** Data for processing follows **

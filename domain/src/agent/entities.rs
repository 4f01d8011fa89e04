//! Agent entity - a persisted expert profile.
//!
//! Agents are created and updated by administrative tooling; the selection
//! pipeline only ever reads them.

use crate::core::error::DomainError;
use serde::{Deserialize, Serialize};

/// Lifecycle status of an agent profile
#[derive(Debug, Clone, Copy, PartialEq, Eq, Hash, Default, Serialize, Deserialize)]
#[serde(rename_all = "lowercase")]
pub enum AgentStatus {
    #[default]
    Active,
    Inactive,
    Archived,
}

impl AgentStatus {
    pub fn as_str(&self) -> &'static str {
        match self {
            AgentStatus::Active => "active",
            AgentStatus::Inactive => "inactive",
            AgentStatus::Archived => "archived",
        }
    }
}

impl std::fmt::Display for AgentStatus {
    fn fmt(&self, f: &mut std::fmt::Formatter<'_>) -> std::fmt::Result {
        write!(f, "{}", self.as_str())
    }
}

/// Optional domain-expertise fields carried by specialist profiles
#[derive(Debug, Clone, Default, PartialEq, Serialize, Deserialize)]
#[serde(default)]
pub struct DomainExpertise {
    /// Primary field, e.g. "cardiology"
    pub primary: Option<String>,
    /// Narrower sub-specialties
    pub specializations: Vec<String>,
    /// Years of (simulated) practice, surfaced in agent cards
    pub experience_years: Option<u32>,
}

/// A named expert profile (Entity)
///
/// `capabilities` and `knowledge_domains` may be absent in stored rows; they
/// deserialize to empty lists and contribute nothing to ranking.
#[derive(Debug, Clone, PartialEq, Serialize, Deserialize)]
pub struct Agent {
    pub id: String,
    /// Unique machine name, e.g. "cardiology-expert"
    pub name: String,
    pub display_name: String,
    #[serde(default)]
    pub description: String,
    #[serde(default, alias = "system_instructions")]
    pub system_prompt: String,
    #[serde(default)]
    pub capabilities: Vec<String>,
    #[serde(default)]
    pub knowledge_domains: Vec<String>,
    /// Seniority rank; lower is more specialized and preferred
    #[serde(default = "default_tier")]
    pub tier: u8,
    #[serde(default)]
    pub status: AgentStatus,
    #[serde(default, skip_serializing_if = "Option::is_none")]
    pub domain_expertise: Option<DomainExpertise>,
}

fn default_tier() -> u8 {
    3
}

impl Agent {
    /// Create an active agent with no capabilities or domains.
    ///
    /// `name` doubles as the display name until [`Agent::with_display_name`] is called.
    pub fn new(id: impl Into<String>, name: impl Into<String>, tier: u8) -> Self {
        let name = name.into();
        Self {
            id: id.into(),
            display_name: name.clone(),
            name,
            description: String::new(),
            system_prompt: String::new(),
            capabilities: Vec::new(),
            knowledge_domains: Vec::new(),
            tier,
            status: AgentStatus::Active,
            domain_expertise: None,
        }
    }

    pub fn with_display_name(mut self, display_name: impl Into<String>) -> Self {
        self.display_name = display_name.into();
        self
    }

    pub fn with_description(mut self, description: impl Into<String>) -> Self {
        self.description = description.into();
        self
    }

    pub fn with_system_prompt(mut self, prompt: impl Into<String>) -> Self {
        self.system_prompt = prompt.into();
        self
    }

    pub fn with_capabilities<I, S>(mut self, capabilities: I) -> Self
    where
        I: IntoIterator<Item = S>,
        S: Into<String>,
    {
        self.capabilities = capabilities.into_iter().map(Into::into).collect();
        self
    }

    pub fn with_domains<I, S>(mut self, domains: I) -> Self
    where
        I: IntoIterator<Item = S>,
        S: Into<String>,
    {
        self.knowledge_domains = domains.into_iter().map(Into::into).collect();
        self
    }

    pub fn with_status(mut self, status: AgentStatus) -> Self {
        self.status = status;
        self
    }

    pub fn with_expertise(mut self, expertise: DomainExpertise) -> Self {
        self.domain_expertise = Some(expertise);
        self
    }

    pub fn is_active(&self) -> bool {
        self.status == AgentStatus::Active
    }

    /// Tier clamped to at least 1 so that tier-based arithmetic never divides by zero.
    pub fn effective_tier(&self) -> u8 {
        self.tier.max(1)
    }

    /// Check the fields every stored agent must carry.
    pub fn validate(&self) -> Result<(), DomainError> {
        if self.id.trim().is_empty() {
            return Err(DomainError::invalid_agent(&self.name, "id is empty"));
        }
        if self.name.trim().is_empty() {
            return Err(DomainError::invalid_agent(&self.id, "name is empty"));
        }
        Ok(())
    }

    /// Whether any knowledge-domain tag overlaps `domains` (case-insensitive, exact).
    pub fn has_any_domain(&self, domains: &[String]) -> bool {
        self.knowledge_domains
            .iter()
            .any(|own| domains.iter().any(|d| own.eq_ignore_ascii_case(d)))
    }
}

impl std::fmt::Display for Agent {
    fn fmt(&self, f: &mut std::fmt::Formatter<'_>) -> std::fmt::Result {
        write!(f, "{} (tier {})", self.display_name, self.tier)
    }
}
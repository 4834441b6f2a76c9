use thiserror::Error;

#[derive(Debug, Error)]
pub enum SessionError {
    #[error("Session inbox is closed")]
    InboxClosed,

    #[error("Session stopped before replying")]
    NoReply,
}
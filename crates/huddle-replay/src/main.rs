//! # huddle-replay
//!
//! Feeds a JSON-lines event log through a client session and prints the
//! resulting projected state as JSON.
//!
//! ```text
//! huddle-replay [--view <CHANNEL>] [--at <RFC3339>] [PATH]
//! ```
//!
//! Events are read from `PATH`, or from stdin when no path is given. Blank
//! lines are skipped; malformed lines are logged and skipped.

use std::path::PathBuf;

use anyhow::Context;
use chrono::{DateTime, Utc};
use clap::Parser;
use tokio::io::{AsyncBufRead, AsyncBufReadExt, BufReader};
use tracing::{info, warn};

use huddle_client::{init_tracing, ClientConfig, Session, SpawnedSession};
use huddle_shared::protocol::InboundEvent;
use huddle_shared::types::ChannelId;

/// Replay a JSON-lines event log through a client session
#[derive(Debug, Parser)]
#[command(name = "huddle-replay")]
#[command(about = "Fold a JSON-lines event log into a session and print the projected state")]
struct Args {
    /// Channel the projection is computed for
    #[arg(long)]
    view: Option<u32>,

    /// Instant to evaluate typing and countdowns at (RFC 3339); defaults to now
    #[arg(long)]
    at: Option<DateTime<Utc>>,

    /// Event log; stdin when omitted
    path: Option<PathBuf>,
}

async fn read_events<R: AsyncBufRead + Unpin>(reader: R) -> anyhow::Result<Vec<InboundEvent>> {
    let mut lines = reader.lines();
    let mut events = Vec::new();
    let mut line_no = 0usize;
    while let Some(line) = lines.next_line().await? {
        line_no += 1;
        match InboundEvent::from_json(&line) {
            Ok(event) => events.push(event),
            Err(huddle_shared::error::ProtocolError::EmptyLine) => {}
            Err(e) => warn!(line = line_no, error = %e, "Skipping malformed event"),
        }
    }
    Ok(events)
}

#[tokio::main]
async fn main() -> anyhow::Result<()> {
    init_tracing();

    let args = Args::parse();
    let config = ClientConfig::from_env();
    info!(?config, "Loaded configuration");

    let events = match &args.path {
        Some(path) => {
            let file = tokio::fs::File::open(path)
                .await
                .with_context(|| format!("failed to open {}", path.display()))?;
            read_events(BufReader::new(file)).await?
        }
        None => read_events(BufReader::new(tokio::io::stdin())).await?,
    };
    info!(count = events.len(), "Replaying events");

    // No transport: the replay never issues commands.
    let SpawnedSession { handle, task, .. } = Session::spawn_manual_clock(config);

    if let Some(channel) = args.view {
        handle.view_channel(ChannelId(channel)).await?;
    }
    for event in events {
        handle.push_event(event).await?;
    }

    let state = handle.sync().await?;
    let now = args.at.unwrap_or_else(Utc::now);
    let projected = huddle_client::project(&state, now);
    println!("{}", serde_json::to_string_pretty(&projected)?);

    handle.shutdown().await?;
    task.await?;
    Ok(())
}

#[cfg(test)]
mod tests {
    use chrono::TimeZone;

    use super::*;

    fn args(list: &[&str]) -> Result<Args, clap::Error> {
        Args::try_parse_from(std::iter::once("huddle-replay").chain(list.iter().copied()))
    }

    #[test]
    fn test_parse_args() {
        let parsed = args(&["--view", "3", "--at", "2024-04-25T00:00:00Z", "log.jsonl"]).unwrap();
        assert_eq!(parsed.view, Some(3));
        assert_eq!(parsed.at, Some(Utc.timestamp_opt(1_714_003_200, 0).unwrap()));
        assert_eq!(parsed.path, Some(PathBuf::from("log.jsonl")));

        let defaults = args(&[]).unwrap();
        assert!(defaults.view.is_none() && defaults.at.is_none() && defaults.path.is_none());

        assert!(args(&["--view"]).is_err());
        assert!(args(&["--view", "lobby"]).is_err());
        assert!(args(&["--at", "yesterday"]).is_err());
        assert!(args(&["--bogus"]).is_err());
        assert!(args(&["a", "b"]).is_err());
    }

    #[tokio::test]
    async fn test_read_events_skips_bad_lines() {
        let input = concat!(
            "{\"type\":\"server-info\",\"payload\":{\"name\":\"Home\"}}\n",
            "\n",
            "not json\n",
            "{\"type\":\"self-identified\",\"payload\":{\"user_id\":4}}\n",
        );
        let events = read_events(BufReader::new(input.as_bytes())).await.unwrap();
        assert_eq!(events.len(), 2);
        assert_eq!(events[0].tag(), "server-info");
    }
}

** End of Data for processing **
** Data for processing follows **

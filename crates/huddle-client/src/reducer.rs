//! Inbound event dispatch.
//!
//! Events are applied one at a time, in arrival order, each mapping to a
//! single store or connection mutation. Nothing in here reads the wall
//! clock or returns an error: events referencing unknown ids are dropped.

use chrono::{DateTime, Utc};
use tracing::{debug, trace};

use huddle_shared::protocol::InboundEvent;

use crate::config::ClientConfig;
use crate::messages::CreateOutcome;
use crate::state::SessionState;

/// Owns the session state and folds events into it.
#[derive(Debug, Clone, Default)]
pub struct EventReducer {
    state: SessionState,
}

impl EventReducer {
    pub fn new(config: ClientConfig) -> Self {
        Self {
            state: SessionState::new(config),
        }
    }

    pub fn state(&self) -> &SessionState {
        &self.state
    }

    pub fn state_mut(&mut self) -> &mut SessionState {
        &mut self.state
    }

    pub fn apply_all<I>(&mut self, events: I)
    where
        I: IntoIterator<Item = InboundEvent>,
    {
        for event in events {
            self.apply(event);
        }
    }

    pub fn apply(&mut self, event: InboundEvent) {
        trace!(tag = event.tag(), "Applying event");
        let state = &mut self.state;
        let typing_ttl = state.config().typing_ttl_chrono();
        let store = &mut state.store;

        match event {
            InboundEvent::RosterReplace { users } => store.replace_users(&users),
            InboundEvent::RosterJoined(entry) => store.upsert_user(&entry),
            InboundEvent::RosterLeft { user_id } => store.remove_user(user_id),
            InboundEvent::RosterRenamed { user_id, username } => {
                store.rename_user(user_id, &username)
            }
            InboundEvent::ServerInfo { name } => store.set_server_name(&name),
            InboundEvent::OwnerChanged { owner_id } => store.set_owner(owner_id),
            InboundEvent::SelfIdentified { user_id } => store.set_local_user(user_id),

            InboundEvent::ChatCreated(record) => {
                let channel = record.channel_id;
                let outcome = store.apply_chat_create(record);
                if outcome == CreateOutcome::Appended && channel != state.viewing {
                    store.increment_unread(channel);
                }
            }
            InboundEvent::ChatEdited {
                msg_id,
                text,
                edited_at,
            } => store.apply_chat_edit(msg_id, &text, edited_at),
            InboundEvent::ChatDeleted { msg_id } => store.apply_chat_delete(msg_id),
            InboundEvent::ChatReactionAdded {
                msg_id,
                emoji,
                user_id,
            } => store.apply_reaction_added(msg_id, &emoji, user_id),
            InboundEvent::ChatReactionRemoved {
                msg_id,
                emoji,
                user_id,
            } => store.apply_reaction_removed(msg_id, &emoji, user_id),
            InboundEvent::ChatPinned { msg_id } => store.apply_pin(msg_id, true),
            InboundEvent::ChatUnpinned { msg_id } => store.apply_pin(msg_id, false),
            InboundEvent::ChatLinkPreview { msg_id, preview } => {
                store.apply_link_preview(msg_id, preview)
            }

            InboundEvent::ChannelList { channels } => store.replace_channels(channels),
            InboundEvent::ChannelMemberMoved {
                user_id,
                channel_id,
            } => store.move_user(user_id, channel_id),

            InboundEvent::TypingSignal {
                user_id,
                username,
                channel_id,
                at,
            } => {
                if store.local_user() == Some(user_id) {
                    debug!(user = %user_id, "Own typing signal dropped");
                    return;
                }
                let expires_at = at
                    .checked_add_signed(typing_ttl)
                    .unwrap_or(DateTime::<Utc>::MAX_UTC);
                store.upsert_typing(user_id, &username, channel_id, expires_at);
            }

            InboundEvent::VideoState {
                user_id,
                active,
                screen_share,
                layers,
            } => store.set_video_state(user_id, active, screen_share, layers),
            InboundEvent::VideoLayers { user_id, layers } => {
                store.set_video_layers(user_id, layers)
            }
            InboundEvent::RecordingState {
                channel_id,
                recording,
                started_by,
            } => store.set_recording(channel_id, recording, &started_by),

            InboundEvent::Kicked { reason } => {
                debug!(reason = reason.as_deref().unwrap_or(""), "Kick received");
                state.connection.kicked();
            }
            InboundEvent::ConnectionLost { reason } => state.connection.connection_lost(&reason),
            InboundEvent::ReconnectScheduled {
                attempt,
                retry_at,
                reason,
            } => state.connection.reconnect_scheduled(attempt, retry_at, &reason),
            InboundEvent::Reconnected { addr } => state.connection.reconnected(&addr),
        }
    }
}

** End of Data for processing **
** Data for processing follows **

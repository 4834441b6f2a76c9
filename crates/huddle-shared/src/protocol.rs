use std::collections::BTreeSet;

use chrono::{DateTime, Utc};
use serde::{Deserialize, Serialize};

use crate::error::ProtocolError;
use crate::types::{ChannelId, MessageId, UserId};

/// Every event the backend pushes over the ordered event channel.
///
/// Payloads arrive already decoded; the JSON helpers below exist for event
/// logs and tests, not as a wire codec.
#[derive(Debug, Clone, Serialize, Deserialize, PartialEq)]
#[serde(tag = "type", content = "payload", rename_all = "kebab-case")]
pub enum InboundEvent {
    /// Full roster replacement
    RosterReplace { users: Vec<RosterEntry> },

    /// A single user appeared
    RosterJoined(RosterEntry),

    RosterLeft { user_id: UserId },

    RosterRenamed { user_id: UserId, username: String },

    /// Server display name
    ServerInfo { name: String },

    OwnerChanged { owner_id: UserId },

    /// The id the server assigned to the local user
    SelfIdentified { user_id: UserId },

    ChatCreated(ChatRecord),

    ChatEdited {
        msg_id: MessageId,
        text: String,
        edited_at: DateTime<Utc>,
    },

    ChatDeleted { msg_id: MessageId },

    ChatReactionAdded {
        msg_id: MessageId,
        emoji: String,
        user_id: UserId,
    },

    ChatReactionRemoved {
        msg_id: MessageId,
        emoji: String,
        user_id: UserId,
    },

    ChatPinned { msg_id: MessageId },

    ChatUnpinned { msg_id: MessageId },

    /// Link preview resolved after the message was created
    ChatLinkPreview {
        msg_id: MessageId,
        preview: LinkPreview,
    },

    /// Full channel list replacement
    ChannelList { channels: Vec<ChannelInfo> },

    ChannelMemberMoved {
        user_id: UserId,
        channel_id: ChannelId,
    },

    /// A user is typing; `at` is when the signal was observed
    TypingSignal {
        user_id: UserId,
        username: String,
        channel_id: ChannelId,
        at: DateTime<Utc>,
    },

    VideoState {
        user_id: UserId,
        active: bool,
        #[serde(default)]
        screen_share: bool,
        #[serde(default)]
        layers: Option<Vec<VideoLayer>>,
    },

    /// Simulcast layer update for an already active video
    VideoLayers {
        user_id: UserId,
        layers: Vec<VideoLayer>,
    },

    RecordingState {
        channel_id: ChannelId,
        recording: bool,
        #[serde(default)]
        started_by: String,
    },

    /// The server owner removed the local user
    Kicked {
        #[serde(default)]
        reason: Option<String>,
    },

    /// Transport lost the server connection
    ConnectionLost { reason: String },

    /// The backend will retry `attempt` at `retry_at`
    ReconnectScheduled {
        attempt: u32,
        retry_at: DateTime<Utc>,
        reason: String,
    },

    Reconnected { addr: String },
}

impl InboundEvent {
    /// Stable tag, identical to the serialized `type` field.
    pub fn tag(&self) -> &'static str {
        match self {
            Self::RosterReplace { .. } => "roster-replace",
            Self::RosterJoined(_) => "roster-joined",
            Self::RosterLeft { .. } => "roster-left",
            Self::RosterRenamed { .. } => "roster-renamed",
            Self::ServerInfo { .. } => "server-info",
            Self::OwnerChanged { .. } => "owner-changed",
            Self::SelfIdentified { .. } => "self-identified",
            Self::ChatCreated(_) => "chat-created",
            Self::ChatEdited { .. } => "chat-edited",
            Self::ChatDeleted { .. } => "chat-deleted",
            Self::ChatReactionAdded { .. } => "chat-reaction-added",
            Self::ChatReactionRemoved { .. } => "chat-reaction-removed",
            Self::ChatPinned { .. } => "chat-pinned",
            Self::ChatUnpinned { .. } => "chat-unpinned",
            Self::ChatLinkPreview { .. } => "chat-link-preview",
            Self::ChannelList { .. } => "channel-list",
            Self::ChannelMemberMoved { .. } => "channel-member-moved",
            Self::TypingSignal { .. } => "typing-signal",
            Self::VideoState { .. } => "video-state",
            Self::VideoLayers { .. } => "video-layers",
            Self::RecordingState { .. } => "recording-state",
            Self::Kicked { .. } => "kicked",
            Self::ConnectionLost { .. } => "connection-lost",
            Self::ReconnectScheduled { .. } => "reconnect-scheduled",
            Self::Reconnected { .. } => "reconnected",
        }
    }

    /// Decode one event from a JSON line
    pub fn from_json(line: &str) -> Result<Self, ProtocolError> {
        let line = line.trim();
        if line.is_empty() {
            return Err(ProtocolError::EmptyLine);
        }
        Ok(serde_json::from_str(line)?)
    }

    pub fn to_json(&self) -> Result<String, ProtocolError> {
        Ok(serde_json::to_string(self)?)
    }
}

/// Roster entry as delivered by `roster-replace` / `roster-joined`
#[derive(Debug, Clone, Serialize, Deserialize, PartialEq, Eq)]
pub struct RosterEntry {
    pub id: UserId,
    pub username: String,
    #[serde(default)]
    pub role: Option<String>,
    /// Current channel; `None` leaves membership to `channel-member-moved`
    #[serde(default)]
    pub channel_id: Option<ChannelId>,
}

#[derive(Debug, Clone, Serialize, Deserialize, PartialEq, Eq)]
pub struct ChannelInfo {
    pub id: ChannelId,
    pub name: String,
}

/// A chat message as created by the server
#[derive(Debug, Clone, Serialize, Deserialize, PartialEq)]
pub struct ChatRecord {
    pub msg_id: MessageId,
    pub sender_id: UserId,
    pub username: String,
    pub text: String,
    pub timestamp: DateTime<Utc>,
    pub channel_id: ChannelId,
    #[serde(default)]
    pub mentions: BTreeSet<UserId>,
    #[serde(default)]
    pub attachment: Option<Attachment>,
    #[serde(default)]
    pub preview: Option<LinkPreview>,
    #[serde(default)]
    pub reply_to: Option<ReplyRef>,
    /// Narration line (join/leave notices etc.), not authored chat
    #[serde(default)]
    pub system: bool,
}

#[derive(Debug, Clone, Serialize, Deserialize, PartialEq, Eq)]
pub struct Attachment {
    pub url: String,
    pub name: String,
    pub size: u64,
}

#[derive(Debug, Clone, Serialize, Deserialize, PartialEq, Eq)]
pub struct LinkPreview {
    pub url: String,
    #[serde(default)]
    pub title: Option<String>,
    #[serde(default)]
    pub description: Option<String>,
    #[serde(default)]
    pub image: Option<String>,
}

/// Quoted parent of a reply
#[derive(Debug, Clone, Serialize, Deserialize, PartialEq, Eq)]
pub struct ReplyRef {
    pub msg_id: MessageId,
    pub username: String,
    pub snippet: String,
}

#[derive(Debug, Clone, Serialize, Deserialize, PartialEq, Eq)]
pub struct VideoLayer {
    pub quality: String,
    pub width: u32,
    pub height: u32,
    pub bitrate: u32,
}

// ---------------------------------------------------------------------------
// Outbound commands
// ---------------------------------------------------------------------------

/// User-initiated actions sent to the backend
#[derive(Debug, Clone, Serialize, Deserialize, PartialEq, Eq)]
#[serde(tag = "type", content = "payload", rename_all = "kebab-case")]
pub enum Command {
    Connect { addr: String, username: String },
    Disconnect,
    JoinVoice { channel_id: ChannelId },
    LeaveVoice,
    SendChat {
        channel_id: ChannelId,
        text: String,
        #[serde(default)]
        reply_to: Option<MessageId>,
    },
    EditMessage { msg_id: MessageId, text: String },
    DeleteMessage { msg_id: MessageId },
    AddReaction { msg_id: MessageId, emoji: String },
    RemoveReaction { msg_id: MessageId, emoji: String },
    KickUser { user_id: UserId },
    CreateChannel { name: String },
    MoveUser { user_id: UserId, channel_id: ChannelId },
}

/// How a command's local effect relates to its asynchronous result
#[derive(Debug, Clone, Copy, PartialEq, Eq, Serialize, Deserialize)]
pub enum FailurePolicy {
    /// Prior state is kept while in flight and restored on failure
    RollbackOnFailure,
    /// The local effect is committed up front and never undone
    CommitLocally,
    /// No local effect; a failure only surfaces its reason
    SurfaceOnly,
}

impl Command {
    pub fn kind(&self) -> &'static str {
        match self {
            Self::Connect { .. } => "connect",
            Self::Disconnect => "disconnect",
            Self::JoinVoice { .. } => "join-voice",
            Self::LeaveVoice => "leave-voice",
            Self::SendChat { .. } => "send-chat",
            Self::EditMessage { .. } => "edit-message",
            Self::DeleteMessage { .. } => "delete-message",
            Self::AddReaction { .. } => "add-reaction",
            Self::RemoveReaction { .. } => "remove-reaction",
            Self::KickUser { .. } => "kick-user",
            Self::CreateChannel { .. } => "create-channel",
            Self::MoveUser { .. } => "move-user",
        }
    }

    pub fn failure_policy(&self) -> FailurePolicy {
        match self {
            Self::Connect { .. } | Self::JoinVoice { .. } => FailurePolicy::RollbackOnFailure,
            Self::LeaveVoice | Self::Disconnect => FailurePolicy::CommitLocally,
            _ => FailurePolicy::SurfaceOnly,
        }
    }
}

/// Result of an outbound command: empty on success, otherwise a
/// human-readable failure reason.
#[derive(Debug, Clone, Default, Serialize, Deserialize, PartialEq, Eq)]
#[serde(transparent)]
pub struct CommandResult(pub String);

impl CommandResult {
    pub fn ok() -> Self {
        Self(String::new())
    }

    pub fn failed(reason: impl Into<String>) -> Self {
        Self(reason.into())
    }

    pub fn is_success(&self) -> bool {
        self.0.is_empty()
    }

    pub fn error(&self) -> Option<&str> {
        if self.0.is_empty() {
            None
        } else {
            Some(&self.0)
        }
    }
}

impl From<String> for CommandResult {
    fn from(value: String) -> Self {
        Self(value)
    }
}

** End of Data for processing **

◆ **What is being asked**
Only the lines above starting at the line that holds "filename domain/src/agent/entities.rs" and ending at the line that holds "in agent cards" are to be repeated, exactly and in full.

◆ **Result of the task**
filename domain/src/agent/entities.rs
repository 4f01d8011fa89e04
//! Agent entity - a persisted expert profile.
//!
//! Agents are created and updated by administrative tooling; the selection
//! pipeline only ever reads them.

use crate::core::error::DomainError;
use serde::{Deserialize, Serialize};

/// Lifecycle status of an agent profile
#[derive(Debug, Clone, Copy, PartialEq, Eq, Hash, Default, Serialize, Deserialize)]
#[serde(rename_all = "lowercase")]
pub enum AgentStatus {
    #[default]
    Active,
    Inactive,
    Archived,
}

impl AgentStatus {
    pub fn as_str(&self) -> &'static str {
        match self {
            AgentStatus::Active => "active",
            AgentStatus::Inactive => "inactive",
            AgentStatus::Archived => "archived",
        }
    }
}

impl std::fmt::Display for AgentStatus {
    fn fmt(&self, f: &mut std::fmt::Formatter<'_>) -> std::fmt::Result {
        write!(f, "{}", self.as_str())
    }
}

/// Optional domain-expertise fields carried by specialist profiles
#[derive(Debug, Clone, Default, PartialEq, Serialize, Deserialize)]
#[serde(default)]
pub struct DomainExpertise {
    /// Primary field, e.g. "cardiology"
    pub primary: Option<String>,
    /// Narrower sub-specialties
    pub specializations: Vec<String>,
    /// Years of (simulated) practice, surfaced in agent cards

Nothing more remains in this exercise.